Mike, Lonna Atkeson, and I are writing a book and as part of the research for it I looked at data on residential mobility from the Census. The data are pretty amazing and potentially have very important implications for voter registration and election administration. Here are the key points:
- The number of people moving between states has declined dramatically over the past decade, from roughly 7.5 million per year from 1998 to 2005 to 4.8 million per year in 2007 – 2009.
- Same county moves slowly increased over the 2000s, from 21 million in 2000 to almost 25 million in 2009.
- Intrastate moves to a different county have also plummeted, from between 7.4 and 8 million moves in 2000-2007 to 6.3 million in 2008-2009.
For election administrators, this means that keeping election rolls clean within a county are likely to be more difficult, as people move about the county and that rules regarding registration portability within a county are critical. Rules for provisional voting, for instance, are likely to be more important, as are efforts to update registrations through the change of address process.

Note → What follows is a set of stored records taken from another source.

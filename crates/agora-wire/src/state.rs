//! Connection state machine.
//!
//! Each link runs through the handshake one packet at a time. A transition
//! is a pure function of the current [`State`], the incoming [`Packet`] and a
//! [`HandshakeEnv`]: it returns the side effects to perform, in order, and the
//! next state. The [`Connection`](crate::Connection) read loop executes the
//! effects before reading the next packet.
//!
//! ```text
//! outbound                                inbound
//! InitiateGreeting --GREETINGS{name,key}--> WaitForGreeting
//!                  <--SET_COMPRESSION-----
//!                  <--BEGIN_SECURE{key}---  (secure mode)
//!                  <--ACCEPTED{name}------  -> Authenticated   (no master credentials)
//!                  <--CREDENTIALS_PLZ-----  -> WaitingForCredentials
//! AwaitingAuth.    --CREDENTIALS--------->
//!                  <--ACCEPTED{name}------  -> Authenticated
//! ```

use crate::compression;
use crate::packet::{Packet, PacketCode};
use agora_types::{name, Credentials, FlatKv, Message};
use subtle::ConstantTimeEq;

/// Protocol phase of one connection.
#[derive(Debug, Clone, Copy, PartialEq, Eq, Hash)]
pub enum State {
    /// Outbound side, initial.
    InitiateGreeting,
    /// Inbound side, initial.
    WaitForGreeting,
    /// Inbound side has demanded credentials.
    WaitingForCredentials,
    /// Outbound side has submitted credentials.
    AwaitingAuthentication,
    /// Steady state; user traffic flows.
    Authenticated,
    /// Inbound side at capacity; refuses and hangs up.
    TooManyPeers,
}

/// Node-level facts the handshake consults.
pub trait HandshakeEnv {
    fn local_name(&self) -> &str;
    /// Base64 public key of this connection.
    fn public_key(&self) -> String;
    /// Compressor announced to inbound peers.
    fn compression(&self) -> &str;
    /// Whether inbound handshakes negotiate encryption.
    fn secure(&self) -> bool;
    /// Credentials inbound peers must present.
    fn master_credentials(&self) -> Option<&Credentials>;
    /// Credentials to present when a peer demands them.
    fn request_credentials(&self) -> Option<Credentials>;
    /// Decide whether a claimed peer name is acceptable. `Err` carries the
    /// reason sent back in NO.
    fn admit_peer_name(&self, name: &str) -> Result<(), String>;
}

/// A side effect requested by a transition.
#[derive(Debug, Clone, PartialEq, Eq)]
pub enum Action {
    /// Encode with the current pipeline and write.
    Send(Packet),
    /// Switch this side's compressor.
    AdoptCompression(String),
    /// Derive the shared key from the peer's public key and switch to it.
    BeginSecure { peer_key: String },
    /// Record the remote agent's name.
    PeerNamed(String),
    /// Hand a received message to the node.
    Deliver(Message),
    /// Post-handshake control traffic the connection services itself.
    Control(Packet),
}

/// What happens to the connection after the actions run.
#[derive(Debug, Clone, PartialEq, Eq)]
pub enum Next {
    Stay,
    Goto(State),
    Disconnect(String),
}

#[derive(Debug, Clone, PartialEq, Eq)]
pub struct Step {
    pub actions: Vec<Action>,
    pub next: Next,
}

impl Step {
    fn stay(actions: Vec<Action>) -> Self {
        Self {
            actions,
            next: Next::Stay,
        }
    }

    fn goto(actions: Vec<Action>, state: State) -> Self {
        Self {
            actions,
            next: Next::Goto(state),
        }
    }

    fn disconnect(actions: Vec<Action>, reason: impl Into<String>) -> Self {
        Self {
            actions,
            next: Next::Disconnect(reason.into()),
        }
    }

    fn unexpected(state: State, code: PacketCode) -> Self {
        Self::disconnect(vec![], format!("unexpected {code} in {state:?}"))
    }
}

impl State {
    /// Only the steady state carries user messages; handshake states
    /// suppress them.
    pub fn allows_user_traffic(self) -> bool {
        self == State::Authenticated
    }

    /// Effects to run as soon as the socket is usable.
    pub fn on_open(self, env: &dyn HandshakeEnv) -> Step {
        match self {
            State::InitiateGreeting => Step::stay(vec![Action::Send(Packet::with_params(
                PacketCode::Greetings,
                FlatKv::new()
                    .with("name", env.local_name())
                    .with("key", env.public_key()),
            ))]),
            State::TooManyPeers => too_many_peers(),
            _ => Step::stay(vec![]),
        }
    }

    /// Interpret one received packet.
    pub fn on_packet(self, packet: Packet, env: &dyn HandshakeEnv) -> Step {
        match self {
            State::InitiateGreeting => initiate_greeting(packet, env),
            State::WaitForGreeting => wait_for_greeting(packet, env),
            State::WaitingForCredentials => waiting_for_credentials(packet, env),
            State::AwaitingAuthentication => awaiting_authentication(packet),
            State::Authenticated => authenticated(packet),
            State::TooManyPeers => too_many_peers(),
        }
    }
}

fn too_many_peers() -> Step {
    Step::disconnect(
        vec![Action::Send(Packet::bare(PacketCode::TooManyPeers))],
        "too many peers",
    )
}

fn accepted(packet: &Packet) -> Step {
    match packet.param("name") {
        Ok(peer) if name::is_valid(&peer) => {
            Step::goto(vec![Action::PeerNamed(peer)], State::Authenticated)
        }
        _ => Step::disconnect(vec![], "ACCEPTED without a valid peer name"),
    }
}

fn initiate_greeting(packet: Packet, env: &dyn HandshakeEnv) -> Step {
    match packet.code {
        PacketCode::Accepted => accepted(&packet),
        PacketCode::CredentialsPlz => match env.request_credentials() {
            Some(creds) => Step::goto(
                vec![Action::Send(Packet::with_params(
                    PacketCode::Credentials,
                    FlatKv::new()
                        .with("username", creds.username)
                        .with("password", creds.password),
                ))],
                State::AwaitingAuthentication,
            ),
            None => Step::disconnect(
                vec![Action::Send(Packet::bare(PacketCode::NoCredentials))],
                "peer demanded credentials but none are configured",
            ),
        },
        PacketCode::BeginSecure => match packet.param("key") {
            Ok(peer_key) => Step::stay(vec![Action::BeginSecure { peer_key }]),
            Err(_) => Step::disconnect(vec![], "BEGIN_SECURE without a key"),
        },
        PacketCode::SetCompression => match packet.param("name") {
            Ok(name) if compression::by_name(&name).is_some() => {
                Step::stay(vec![Action::AdoptCompression(name)])
            }
            _ => Step::disconnect(vec![], "unsupported compression"),
        },
        PacketCode::TooManyPeers => Step::disconnect(vec![], "peer has too many connections"),
        PacketCode::NotAServer => Step::disconnect(vec![], "peer is not accepting connections"),
        PacketCode::No => Step::disconnect(
            vec![],
            format!(
                "peer refused: {}",
                packet.params().get("reason").unwrap_or("no reason given")
            ),
        ),
        code => Step::unexpected(State::InitiateGreeting, code),
    }
}

fn wait_for_greeting(packet: Packet, env: &dyn HandshakeEnv) -> Step {
    if packet.code != PacketCode::Greetings {
        return Step::unexpected(State::WaitForGreeting, packet.code);
    }
    let params = packet.params();
    let peer = params.get("name").unwrap_or_default();
    let refuse = |reason: String| {
        Step::disconnect(
            vec![Action::Send(Packet::with_params(
                PacketCode::No,
                FlatKv::new().with("reason", reason.as_str()),
            ))],
            reason,
        )
    };

    if let Err(reason) = env.admit_peer_name(peer) {
        return refuse(reason);
    }

    let mut actions = vec![
        Action::PeerNamed(peer.to_string()),
        Action::Send(Packet::with_params(
            PacketCode::SetCompression,
            FlatKv::new().with("name", env.compression()),
        )),
        Action::AdoptCompression(env.compression().to_string()),
    ];

    if env.secure() {
        let Some(peer_key) = params.get("key") else {
            return refuse("secure mode requires a public key".to_string());
        };
        actions.push(Action::Send(Packet::with_params(
            PacketCode::BeginSecure,
            FlatKv::new().with("key", env.public_key()),
        )));
        actions.push(Action::BeginSecure {
            peer_key: peer_key.to_string(),
        });
    }

    if env.master_credentials().is_none() {
        actions.push(Action::Send(accept_packet(env)));
        Step::goto(actions, State::Authenticated)
    } else {
        actions.push(Action::Send(Packet::bare(PacketCode::CredentialsPlz)));
        Step::goto(actions, State::WaitingForCredentials)
    }
}

fn waiting_for_credentials(packet: Packet, env: &dyn HandshakeEnv) -> Step {
    match packet.code {
        PacketCode::Credentials => {
            let params = packet.params();
            let offered = Credentials::new(
                params.get("username").unwrap_or_default(),
                params.get("password").unwrap_or_default(),
            );
            if credentials_match(env.master_credentials(), &offered) {
                Step::goto(
                    vec![Action::Send(accept_packet(env))],
                    State::Authenticated,
                )
            } else {
                Step::disconnect(
                    vec![Action::Send(Packet::bare(PacketCode::BadCredentials))],
                    "bad credentials",
                )
            }
        }
        PacketCode::NoCredentials => Step::disconnect(vec![], "peer has no credentials"),
        code => Step::unexpected(State::WaitingForCredentials, code),
    }
}

fn awaiting_authentication(packet: Packet) -> Step {
    match packet.code {
        PacketCode::Accepted => accepted(&packet),
        PacketCode::BadCredentials => Step::disconnect(vec![], "credentials rejected"),
        code => Step::unexpected(State::AwaitingAuthentication, code),
    }
}

fn authenticated(packet: Packet) -> Step {
    match packet.code {
        PacketCode::Propagate => match Message::deserialize(&packet.body) {
            Ok(message) => Step::stay(vec![Action::Deliver(message)]),
            Err(e) => Step::disconnect(vec![], format!("malformed message: {e}")),
        },
        PacketCode::Poke
        | PacketCode::PokeReply
        | PacketCode::RouteQuery
        | PacketCode::RouteReply
        | PacketCode::Invalidate => Step::stay(vec![Action::Control(packet)]),
        code => Step::unexpected(State::Authenticated, code),
    }
}

fn accept_packet(env: &dyn HandshakeEnv) -> Packet {
    Packet::with_params(
        PacketCode::Accepted,
        FlatKv::new().with("name", env.local_name()),
    )
}

/// Constant-time comparison against the configured master credentials.
fn credentials_match(master: Option<&Credentials>, offered: &Credentials) -> bool {
    let Some(master) = master else {
        return true;
    };
    let user_ok = master.username.as_bytes().ct_eq(offered.username.as_bytes());
    let pass_ok = master.password.as_bytes().ct_eq(offered.password.as_bytes());
    (user_ok & pass_ok).into()
}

The question of how provisional voting changed between 2006 and 2010 is one that should be studied after the 2010 election data are all in. In addition, these changes in mobility suggest that thinking about voter registration modernization means thinking about how to best keep everyone accurately registered — short moves and large — and that modernization is even more important than ever. Finally, it will be interesting how mobility changes or doesn’t change between 2010 and the 2012 elections.